Report each line of the records below that uses the word "untracked".

Collected data:
──────────
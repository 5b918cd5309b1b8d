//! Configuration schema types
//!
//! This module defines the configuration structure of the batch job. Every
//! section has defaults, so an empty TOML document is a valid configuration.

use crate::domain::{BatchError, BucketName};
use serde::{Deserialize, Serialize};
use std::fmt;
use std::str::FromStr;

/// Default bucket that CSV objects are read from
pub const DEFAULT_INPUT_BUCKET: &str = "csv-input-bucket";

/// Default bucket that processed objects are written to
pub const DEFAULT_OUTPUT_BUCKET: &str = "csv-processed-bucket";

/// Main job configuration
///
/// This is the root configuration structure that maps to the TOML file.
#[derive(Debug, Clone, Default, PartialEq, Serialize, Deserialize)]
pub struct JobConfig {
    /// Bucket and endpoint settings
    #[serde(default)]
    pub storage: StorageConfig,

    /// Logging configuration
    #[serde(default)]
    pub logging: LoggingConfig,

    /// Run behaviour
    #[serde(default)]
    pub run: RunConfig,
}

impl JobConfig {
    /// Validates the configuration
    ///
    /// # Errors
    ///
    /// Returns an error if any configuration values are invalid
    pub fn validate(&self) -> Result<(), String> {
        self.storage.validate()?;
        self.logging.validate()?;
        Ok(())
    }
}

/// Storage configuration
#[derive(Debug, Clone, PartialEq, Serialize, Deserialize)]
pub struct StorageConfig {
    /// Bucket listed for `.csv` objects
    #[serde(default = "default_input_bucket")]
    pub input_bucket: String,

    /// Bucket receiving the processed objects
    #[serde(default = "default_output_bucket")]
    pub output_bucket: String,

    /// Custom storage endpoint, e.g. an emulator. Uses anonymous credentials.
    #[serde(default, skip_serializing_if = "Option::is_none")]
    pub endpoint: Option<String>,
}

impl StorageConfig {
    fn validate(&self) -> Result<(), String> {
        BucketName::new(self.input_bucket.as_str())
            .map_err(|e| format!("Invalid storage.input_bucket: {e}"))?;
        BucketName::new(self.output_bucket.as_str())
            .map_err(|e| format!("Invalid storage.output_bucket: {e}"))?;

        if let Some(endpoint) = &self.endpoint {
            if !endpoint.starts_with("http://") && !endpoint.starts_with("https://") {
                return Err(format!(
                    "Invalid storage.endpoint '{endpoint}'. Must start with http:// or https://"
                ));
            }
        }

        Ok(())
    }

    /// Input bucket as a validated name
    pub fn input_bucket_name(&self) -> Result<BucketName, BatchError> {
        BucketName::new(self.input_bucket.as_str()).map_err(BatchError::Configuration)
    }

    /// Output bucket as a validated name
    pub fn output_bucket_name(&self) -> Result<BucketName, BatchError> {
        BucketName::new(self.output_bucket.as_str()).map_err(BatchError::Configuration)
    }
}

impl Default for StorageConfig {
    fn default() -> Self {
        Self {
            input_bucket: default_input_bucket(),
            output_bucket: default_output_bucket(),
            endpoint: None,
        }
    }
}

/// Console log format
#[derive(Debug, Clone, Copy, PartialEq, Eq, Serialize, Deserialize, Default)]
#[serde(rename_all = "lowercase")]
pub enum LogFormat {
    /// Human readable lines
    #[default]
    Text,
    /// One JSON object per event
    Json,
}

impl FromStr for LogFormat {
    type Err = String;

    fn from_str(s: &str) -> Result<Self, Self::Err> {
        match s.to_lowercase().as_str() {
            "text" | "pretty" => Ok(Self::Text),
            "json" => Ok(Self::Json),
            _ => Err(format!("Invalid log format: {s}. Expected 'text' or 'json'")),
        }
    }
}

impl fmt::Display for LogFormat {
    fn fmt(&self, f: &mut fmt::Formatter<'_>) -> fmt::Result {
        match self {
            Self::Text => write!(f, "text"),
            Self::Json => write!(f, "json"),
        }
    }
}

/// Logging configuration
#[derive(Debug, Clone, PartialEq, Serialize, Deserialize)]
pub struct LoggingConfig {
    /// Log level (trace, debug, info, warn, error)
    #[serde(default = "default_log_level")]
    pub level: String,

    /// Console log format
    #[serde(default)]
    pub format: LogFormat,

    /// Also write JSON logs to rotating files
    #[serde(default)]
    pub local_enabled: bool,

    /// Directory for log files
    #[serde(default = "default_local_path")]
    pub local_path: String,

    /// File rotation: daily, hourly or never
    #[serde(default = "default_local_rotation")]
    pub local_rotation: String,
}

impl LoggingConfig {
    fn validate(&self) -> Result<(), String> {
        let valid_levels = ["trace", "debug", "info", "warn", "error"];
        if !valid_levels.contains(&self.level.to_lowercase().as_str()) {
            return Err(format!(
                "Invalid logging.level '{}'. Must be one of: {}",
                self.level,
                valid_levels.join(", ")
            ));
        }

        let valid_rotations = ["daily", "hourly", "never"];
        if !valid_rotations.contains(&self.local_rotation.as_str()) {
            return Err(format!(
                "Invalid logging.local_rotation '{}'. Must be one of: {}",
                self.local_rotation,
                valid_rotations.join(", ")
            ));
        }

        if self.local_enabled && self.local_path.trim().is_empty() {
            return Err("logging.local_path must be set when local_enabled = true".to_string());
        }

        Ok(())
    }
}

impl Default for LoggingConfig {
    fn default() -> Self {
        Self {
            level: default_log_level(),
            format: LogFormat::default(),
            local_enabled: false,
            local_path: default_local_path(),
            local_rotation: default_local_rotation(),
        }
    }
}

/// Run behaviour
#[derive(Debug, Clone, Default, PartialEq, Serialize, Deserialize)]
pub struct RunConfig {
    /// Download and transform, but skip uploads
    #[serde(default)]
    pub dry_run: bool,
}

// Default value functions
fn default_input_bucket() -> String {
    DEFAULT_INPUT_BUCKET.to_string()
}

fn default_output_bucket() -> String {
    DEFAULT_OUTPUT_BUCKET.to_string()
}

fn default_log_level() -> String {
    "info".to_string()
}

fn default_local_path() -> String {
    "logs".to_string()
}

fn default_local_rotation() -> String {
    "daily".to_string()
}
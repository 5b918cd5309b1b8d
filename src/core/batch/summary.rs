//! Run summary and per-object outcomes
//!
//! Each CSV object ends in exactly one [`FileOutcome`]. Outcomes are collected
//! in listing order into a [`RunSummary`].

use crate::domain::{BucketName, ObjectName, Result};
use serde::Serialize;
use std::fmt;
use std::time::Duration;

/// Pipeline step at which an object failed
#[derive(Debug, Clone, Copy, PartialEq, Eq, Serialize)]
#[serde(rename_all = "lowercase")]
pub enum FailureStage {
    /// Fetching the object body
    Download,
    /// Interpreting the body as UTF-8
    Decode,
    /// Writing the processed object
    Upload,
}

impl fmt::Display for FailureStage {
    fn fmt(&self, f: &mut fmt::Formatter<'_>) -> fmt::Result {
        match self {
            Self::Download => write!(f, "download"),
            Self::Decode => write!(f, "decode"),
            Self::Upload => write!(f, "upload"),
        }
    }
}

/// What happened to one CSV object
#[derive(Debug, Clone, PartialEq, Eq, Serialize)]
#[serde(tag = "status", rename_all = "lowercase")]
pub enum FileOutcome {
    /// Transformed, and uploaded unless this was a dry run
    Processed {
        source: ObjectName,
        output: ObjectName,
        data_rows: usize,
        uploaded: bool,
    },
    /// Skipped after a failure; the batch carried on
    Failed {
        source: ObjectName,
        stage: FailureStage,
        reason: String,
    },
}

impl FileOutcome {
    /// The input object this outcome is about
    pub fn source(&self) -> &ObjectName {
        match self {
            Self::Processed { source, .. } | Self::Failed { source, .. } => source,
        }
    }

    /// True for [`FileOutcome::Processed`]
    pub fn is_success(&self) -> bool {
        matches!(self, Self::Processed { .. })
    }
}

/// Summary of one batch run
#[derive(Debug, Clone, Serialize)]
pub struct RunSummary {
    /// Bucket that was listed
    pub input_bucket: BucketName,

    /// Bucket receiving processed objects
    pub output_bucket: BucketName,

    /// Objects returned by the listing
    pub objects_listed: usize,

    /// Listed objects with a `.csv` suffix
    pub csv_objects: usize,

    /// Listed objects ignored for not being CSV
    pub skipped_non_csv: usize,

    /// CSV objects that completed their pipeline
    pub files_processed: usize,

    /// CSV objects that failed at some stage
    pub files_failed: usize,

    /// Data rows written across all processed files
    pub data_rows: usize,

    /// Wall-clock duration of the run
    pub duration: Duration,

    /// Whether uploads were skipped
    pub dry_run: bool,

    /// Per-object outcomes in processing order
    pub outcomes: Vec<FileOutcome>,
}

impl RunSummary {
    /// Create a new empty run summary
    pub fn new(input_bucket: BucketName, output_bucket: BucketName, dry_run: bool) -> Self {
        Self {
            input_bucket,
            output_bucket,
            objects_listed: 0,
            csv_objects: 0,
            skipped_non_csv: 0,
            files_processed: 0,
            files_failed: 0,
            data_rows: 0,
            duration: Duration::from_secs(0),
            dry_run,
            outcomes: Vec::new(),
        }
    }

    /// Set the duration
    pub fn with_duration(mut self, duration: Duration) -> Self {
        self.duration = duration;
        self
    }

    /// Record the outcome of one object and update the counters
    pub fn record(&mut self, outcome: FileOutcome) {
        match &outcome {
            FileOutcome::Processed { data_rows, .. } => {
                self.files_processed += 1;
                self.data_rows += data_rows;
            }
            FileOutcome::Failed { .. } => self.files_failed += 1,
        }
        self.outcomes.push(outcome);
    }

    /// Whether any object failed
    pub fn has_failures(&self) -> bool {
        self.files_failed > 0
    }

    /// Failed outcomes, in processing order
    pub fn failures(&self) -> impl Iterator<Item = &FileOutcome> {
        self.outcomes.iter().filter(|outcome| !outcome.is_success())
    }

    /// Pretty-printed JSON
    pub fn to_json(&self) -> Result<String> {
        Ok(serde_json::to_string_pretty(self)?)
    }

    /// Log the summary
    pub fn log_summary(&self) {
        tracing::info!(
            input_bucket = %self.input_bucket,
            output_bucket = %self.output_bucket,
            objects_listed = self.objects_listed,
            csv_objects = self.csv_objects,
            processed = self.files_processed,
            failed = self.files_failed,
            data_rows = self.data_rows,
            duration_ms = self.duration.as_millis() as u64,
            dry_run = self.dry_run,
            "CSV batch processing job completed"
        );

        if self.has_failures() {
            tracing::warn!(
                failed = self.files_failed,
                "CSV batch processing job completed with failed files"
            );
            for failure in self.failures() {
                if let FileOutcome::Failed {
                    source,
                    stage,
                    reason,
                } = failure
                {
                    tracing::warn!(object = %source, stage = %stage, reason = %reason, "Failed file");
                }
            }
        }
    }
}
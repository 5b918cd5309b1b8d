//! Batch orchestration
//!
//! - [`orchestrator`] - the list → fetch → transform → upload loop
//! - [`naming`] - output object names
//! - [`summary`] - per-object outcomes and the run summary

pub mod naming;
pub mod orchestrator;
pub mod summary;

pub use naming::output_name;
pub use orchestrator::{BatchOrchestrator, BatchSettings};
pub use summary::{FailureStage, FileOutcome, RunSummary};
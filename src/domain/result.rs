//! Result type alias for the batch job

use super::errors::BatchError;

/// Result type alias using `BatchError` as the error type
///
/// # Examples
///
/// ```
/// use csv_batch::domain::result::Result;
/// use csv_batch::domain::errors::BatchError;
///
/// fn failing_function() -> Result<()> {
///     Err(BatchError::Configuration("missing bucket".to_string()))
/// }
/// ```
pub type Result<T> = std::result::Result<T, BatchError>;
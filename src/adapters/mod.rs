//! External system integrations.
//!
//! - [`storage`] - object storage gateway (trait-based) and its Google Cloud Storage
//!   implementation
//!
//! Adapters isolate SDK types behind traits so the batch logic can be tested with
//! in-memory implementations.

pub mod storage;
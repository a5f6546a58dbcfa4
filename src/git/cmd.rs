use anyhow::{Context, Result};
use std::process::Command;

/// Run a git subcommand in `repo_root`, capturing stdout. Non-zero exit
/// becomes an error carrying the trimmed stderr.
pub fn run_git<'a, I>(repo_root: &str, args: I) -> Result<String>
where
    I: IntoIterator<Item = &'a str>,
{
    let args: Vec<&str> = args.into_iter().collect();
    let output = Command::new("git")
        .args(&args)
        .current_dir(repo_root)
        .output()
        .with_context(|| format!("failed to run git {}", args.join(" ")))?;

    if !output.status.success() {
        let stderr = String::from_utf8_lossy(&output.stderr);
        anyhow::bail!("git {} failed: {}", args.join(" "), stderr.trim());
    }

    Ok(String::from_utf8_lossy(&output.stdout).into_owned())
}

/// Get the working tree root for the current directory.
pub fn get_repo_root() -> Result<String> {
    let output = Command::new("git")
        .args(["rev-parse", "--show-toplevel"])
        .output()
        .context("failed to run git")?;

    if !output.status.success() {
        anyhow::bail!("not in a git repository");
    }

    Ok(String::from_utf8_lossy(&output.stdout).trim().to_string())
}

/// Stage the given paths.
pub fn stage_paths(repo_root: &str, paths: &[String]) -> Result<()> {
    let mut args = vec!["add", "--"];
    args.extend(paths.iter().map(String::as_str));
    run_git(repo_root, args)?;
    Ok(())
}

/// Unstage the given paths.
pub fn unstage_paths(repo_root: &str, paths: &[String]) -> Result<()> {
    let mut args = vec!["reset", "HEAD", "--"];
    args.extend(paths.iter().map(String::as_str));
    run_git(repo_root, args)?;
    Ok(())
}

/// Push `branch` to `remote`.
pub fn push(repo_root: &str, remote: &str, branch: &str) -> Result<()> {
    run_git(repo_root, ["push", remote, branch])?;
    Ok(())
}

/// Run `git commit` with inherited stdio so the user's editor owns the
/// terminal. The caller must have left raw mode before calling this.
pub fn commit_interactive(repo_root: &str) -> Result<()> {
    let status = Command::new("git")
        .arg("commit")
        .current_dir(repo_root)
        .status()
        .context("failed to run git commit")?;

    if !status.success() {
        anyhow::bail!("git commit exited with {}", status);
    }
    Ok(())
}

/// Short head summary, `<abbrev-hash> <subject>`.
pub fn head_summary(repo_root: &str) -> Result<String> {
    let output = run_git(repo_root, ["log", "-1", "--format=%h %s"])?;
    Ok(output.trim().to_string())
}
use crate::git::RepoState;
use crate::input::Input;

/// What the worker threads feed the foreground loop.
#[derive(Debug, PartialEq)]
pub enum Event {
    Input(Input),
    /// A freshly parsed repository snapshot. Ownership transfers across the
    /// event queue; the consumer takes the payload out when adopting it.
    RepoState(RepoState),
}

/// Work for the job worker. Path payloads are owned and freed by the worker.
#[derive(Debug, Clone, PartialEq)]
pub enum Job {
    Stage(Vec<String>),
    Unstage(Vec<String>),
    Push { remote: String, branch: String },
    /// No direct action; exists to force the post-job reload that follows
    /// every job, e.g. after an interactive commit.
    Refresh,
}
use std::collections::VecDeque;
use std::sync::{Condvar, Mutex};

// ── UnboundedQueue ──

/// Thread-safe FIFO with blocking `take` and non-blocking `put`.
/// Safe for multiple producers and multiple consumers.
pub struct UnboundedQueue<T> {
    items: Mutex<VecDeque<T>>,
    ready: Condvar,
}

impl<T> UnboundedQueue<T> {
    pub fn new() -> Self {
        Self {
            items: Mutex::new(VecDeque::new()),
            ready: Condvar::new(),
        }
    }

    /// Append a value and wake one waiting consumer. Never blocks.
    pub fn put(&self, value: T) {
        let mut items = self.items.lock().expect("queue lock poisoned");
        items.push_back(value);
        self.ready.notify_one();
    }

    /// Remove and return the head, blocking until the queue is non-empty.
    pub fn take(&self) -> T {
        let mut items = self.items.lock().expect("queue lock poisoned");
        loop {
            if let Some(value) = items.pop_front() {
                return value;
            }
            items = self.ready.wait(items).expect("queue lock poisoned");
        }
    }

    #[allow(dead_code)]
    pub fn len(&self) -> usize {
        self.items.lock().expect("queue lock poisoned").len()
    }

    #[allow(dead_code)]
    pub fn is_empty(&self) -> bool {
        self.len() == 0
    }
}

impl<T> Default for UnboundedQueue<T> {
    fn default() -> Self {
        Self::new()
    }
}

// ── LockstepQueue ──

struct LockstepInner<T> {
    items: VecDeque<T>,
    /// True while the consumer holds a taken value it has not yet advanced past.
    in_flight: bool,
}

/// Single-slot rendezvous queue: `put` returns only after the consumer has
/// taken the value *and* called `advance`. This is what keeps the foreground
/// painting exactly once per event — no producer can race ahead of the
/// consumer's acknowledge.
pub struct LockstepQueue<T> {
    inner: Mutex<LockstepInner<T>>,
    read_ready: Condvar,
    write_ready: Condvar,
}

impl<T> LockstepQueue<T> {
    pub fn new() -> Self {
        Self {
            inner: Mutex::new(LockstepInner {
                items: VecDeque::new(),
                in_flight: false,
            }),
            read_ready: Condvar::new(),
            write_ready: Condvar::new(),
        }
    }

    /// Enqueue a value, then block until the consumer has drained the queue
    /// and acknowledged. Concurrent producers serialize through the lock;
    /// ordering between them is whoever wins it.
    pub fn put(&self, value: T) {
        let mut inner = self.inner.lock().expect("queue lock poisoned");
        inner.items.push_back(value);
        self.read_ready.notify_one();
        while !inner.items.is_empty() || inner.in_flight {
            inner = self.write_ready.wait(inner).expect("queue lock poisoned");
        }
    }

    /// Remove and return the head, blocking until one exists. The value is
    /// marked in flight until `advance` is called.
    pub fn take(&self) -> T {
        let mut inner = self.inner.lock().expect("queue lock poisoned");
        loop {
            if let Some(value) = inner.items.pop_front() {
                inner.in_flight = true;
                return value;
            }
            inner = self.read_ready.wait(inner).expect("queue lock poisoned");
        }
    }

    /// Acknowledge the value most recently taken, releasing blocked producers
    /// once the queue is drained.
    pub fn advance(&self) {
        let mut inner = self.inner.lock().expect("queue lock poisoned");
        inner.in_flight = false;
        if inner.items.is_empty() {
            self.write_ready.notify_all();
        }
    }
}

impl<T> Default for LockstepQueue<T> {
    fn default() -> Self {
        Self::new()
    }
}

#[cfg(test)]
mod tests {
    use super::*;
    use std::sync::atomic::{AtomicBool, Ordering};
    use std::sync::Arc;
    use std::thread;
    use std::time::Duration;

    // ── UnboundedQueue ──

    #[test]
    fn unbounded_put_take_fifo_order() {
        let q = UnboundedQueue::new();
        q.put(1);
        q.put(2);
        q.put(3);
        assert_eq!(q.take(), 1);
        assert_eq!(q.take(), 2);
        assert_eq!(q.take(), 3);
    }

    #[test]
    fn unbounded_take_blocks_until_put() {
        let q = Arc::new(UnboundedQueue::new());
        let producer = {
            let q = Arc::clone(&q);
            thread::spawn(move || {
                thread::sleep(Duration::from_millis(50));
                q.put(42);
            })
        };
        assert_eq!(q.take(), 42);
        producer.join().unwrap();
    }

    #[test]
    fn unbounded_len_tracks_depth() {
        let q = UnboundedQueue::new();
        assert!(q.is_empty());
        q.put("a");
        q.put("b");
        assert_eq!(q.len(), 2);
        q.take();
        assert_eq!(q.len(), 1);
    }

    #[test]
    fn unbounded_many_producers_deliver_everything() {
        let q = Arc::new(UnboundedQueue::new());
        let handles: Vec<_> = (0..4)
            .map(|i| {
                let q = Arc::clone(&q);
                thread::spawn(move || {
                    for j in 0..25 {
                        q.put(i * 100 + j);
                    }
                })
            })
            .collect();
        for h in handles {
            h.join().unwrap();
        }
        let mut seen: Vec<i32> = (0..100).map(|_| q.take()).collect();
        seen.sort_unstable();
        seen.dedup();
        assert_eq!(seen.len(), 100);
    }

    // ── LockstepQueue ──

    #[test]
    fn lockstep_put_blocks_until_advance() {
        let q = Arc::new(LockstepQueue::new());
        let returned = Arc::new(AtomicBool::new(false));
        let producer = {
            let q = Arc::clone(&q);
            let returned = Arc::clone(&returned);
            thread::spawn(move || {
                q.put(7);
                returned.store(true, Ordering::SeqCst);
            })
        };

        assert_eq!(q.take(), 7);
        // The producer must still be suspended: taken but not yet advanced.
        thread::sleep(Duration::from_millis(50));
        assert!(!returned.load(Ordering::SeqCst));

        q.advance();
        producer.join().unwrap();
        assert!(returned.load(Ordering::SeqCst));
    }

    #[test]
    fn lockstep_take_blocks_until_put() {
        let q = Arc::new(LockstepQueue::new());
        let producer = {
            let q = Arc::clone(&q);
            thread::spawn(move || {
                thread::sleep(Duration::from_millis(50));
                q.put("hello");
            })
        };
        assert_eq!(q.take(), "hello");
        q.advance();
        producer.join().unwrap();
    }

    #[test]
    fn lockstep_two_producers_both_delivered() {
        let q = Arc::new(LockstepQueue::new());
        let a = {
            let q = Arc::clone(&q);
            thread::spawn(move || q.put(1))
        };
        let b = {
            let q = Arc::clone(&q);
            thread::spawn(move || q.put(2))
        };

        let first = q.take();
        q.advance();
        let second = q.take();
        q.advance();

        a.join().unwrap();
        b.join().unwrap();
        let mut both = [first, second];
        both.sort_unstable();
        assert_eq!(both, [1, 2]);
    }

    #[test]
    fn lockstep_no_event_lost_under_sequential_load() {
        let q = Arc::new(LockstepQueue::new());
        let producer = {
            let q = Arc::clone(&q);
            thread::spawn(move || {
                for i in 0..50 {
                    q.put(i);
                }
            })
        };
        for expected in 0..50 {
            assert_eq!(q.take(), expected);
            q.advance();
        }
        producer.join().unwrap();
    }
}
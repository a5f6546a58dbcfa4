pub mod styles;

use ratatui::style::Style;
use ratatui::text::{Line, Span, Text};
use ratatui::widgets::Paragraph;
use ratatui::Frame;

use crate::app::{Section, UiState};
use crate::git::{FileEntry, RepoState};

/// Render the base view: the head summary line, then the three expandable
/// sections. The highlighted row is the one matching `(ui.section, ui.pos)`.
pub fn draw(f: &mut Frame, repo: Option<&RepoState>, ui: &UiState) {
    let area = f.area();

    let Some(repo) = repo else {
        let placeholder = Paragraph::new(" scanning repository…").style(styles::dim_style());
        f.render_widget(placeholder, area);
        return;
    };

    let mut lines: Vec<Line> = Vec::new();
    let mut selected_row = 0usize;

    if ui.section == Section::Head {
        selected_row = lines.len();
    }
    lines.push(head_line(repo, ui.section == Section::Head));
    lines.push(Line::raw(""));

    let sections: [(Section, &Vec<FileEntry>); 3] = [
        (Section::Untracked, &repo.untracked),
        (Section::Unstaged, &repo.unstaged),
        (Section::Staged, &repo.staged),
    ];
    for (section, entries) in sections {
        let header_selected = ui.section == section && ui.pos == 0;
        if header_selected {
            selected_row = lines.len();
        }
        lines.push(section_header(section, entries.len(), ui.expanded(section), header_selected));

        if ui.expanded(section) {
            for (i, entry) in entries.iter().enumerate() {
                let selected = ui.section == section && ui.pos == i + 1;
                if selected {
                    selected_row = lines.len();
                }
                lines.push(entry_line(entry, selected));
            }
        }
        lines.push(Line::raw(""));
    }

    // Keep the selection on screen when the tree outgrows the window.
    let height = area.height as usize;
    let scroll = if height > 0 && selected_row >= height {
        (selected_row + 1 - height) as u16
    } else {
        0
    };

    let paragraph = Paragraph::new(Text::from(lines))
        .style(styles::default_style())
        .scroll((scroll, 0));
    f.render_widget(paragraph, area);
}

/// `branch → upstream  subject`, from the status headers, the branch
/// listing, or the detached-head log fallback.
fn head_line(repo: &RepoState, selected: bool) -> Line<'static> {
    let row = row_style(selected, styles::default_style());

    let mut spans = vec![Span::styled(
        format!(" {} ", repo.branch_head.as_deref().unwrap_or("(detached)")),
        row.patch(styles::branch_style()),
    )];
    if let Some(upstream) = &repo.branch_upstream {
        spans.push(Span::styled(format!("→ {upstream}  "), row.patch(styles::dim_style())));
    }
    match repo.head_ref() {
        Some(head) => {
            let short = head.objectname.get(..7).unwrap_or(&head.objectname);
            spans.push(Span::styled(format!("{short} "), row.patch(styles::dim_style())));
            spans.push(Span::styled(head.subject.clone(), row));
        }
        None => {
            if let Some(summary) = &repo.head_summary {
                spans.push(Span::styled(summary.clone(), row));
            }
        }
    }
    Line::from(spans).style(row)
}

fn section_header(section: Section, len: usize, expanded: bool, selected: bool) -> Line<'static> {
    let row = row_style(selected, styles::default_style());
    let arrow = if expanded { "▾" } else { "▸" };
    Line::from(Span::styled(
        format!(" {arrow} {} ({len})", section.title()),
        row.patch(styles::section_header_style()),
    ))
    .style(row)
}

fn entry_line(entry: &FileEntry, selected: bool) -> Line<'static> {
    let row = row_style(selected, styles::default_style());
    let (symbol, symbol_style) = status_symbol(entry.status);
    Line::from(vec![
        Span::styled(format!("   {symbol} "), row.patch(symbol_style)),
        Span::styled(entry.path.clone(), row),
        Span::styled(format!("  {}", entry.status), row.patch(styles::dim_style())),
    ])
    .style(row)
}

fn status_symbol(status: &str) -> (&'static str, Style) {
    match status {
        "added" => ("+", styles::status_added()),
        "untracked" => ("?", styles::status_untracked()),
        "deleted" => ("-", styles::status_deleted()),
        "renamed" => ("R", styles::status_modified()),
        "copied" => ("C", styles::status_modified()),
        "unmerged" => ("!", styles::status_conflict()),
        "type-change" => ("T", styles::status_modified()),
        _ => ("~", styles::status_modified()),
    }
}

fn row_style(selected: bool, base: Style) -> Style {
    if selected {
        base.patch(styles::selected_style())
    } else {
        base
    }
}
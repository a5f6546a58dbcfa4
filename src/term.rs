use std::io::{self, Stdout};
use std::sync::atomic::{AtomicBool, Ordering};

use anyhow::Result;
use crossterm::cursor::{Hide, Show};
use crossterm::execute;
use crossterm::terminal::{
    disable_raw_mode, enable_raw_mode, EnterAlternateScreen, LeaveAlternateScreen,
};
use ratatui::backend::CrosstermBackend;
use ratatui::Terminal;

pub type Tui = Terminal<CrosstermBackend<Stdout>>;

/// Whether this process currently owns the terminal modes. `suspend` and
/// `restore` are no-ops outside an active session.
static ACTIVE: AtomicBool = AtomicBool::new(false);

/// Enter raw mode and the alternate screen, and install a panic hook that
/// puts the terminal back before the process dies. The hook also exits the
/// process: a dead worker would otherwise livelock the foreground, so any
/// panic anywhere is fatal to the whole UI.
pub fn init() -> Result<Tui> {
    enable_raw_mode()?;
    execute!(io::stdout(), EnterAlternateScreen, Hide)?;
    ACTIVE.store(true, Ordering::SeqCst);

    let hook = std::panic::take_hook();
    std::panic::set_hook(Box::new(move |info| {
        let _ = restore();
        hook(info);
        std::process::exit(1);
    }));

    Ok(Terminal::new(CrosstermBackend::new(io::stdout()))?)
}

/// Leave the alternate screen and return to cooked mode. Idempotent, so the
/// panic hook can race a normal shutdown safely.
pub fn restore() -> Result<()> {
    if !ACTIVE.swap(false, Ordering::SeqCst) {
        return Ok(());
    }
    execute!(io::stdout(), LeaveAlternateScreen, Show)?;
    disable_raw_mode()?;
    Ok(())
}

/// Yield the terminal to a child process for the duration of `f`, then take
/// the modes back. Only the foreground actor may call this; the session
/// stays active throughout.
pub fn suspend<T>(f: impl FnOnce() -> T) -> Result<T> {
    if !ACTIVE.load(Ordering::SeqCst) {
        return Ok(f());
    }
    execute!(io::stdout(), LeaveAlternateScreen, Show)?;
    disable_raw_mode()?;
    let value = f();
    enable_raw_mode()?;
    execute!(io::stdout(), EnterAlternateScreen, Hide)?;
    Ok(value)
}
──────────
Reply to the exercise:
        (Section::Untracked, &repo.untracked),
        "untracked" => ("?", styles::status_untracked()),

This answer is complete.